В какое-то мгновение он представил себе даже, что все эти одинаковые окна в высотных домах-коробках есть не что иное, как приборы ожидания, застывшие в напряжении, и что они были устроены в этих глухих стенах именно для этой цели, а не как отверстия для обзора и циркуляции воздуха, и, уже засыпая, увидел перед собою не те обычные безлюдные ландшафты, а совсем рядом летящую вереницу совсем не деревенских горестных лиц, среди которых не было ни одного знакомого; и все же все вместе они составляли некое живое множество, к которому принадлежал и он сам.
Был ли он готов к решению? Он не знал и никогда бы не узнал, если бы внутренне не был настроен на это.
Но что это было за решение? Вместо ответа почти уже заснувший Зоргер увидел немую сцену, как он сидит в небольшом помещении, где-то высоко-высоко, и выглядит как усердный чиновник, слуга народа, с покатыми плечами, а с другого берега огромного водного пространства, отделяющего его от всего остального, на него смотрят бесчисленные окна, сомкнувшиеся рядами.
Какое-то небывалое, непреодолимое желание охватило его – напрячь все свои силы до полного изнеможения. А если бы он оказался слишком слабым, он сумел бы укрыться где-нибудь в стороне, под аркадами, которые привели бы его в надежное укрытие, которое пока еще оставалось закрытым: многое было поставлено на карту, только не жизнь и не смерть.
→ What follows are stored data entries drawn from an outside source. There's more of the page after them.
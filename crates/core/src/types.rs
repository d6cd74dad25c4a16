use chrono::{DateTime, NaiveDate, Utc};
use serde::{Deserialize, Serialize};

/// Organizational unit referenced by employees and history rows.
#[derive(Debug, Clone, PartialEq, Eq, Serialize, Deserialize)]
pub struct Department {
    pub id: i64,
    pub name: String,
}

/// Employee record as exposed by the API.
///
/// `department` and `department_histories` are only populated by the reads that
/// join them; they are omitted from the payload otherwise.
#[derive(Debug, Clone, PartialEq, Serialize, Deserialize)]
#[serde(rename_all = "camelCase")]
pub struct Employee {
    pub id: i64,
    pub first_name: String,
    pub last_name: String,
    pub phone: String,
    pub address: String,
    #[serde(default, skip_serializing_if = "Option::is_none")]
    pub avatar: Option<String>,
    pub hire_date: NaiveDate,
    pub is_active: bool,
    pub department_id: i64,
    #[serde(default, skip_serializing_if = "Option::is_none")]
    pub department: Option<Department>,
    #[serde(default, skip_serializing_if = "Option::is_none")]
    pub department_histories: Option<Vec<DepartmentHistory>>,
}

/// Validated employee field set used by create and update.
#[derive(Debug, Clone, PartialEq, Eq)]
pub struct EmployeeFields {
    pub first_name: String,
    pub last_name: String,
    pub phone: String,
    pub address: String,
    pub avatar: Option<String>,
    pub hire_date: NaiveDate,
    pub is_active: bool,
    pub department_id: i64,
}

/// Immutable audit record of one department transition.
#[derive(Debug, Clone, PartialEq, Eq, Serialize, Deserialize)]
#[serde(rename_all = "camelCase")]
pub struct DepartmentHistory {
    pub id: i64,
    pub employee_id: i64,
    pub old_department_id: i64,
    pub new_department_id: i64,
    pub change_date: DateTime<Utc>,
    #[serde(default, skip_serializing_if = "Option::is_none")]
    pub old_department: Option<Department>,
    #[serde(default, skip_serializing_if = "Option::is_none")]
    pub new_department: Option<Department>,
}

/// One page of employees plus the unfiltered total.
#[derive(Debug, Clone, PartialEq, Serialize, Deserialize)]
#[serde(rename_all = "camelCase")]
pub struct EmployeePage {
    pub employees: Vec<Employee>,
    pub total_employees: u64,
}

/// One page of an employee's department history plus the total for that employee.
#[derive(Debug, Clone, PartialEq, Serialize, Deserialize)]
#[serde(rename_all = "camelCase")]
pub struct HistoryPage {
    pub histories: Vec<DepartmentHistory>,
    pub total_histories: u64,
}

/// Body returned after an employee has been removed.
#[derive(Debug, Clone, PartialEq, Eq, Serialize, Deserialize)]
pub struct DeleteConfirmation {
    pub message: String,
}

impl DeleteConfirmation {
    pub fn employee_deleted() -> Self {
        Self {
            message: "Employee deleted successfully".to_string(),
        }
    }
}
Тепло разлилось по всему телу, и он натолкнулся на себя самого, в своей собственной ладони. Ему было приятно ощущать свой детородный орган, без возбуждения, и одновременно с этим он почувствовал голод и еще – жажду денег. Кошка вспрыгнула на постель и улеглась в ногах; «животное в доме». Узкая и длинная койка подходила ему как нельзя лучше. Рядом рассмеялся во сне Лауффер, или это он сам? Ветер снаружи превратился в облако. Индианка, свернувшаяся калачиком подле него, как раз забыла о нем, забыла обо всех людях на свете, даже о своих детях. (Она тоже подходила ему сейчас как нельзя лучше.)
Если днем благодаря работе Зоргер обыкновенно сливался в единое целое с самим собою и с ландшафтом – вот он, вот эта местность, которую он сам себе отыскал, все на своих местах («township» назывался его квадратный, никем не заселенный участок, на котором не было ничего, кроме дикой природы), – то по ночам, когда он спал на своей высокой железной кровати, его по-прежнему не оставляло ощущение удаленности от Европы и от «предков»: не только в том смысле, что между ним и какой-то другой точкой в пространстве пролегает невообразимое расстояние, но и потому, что он сам себе казался удаленным (при том что уже самый факт удаленности был преступлением). Во сне у него не было конкретного образа этой точки в пространстве, а только неотступно преследовавшее его и по меньшей мере мешающее сознание того, что он спит не в своей постели. Даже во сне его не покидало ощущение собственной принудительной удаленности, и, хотя с тех пор, как он сменил континент, прошли уже годы, ему еще ни разу не удалось, имея крышу над головой, забыться мирным сном; напротив, стоило ему сомкнуть глаза (мгновение, которому он всякий раз отчаянно сопротивлялся), да и потом, в течение всей ночи, его, постепенно наливающегося тяжестью и превращающегося в бесформенный комок, начинало медленно и неудержимо нести в сторону горизонта, притягивавшего как магнит, – где потом что происходило?